The obvious first try is one `people_search` call on "engineers who work on LLM
inference in NYC". It returns the obvious dozen names and nothing else: no
long-tail coverage, no check that anyone's role is current, no confirmation of
location or tenure, no links, no scoring. Wide collection needs many searches,
then per-row verification and bookkeeping the model can't hold in its head. The
fix isn't a smarter search. It's collection discipline, and that's what
`sandbox` provides.

## The sandbox does the work

[`sandbox`](https://docs.perplexity.ai/docs/agent-api/tools/sandbox) is an
isolated container where the agent writes and runs its own Python inside the
request.
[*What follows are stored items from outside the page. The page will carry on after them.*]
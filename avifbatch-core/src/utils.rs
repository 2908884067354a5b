//! Utility functions for size arithmetic and formatting.
//!
//! This module provides the percentage math shared by the outcome evaluator
//! and the report aggregator, plus human-readable byte formatting.

/// Rounds to two decimal places (half away from zero).
#[must_use]
pub fn round_to_hundredths(value: f64) -> f64 {
    (value * 100.0).round() / 100.0
}

/// Signed percentage by which `output` is smaller than `baseline`, rounded to
/// two decimals. Negative means `output` is larger.
///
/// Returns `None` when `baseline` is zero.
#[must_use]
pub fn percent_smaller(baseline: u64, output: u64) -> Option<f64> {
    if baseline == 0 {
        return None;
    }
    let baseline_f = baseline as f64;
    let delta = (baseline_f - output as f64) / baseline_f * 100.0;
    Some(round_to_hundredths(delta))
}

/// Formats bytes with appropriate binary units (B, KiB, MiB, GiB).
#[must_use]
pub fn format_bytes(bytes: u64) -> String {
    const KIB: f64 = 1024.0;
    const MIB: f64 = KIB * 1024.0;
    const GIB: f64 = MIB * 1024.0;

    let bytes_f64 = bytes as f64;
    if bytes_f64 >= GIB {
        format!("{:.2} GiB", bytes_f64 / GIB)
    } else if bytes_f64 >= MIB {
        format!("{:.2} MiB", bytes_f64 / MIB)
    } else if bytes_f64 >= KIB {
        format!("{:.2} KiB", bytes_f64 / KIB)
    } else {
        format!("{bytes} B")
    }
}

/// Formats a percentage with two decimals, e.g. `20.00`.
#[must_use]
pub fn format_percent(value: f64) -> String {
    format!("{value:.2}")
}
You describe the job in plain language, and the model writes the code:
the segment list, the loop, the hard-filter checks, dedup by `(name, company)`,
scoring, the sort, the file write. A loop doesn't forget candidate #47, and code
only writes rows it actually has, so there's nothing to hallucinate. The run
ends with a real file, returned via `share_file`, instead of text you still have
to parse.

The run leans on three Agent API tools, `sandbox` first and the other two called
from inside its code:

* `sandbox` -
  [code execution in an isolated container](https://docs.perplexity.ai/docs/agent-api/tools/sandbox).
  The engine: the agent writes the collection loop and runs it server-side.
* `people_search` -
  [a dedicated people-finding tool](https://docs.perplexity.ai/docs/agent-api/tools/people-search),
  not a generic web search. It returns professional details (name, title,
  company) from public sources, queried the way a recruiter thinks (role,
  company, seniority, skill, education, location), as structured data the code
  can dedupe and score.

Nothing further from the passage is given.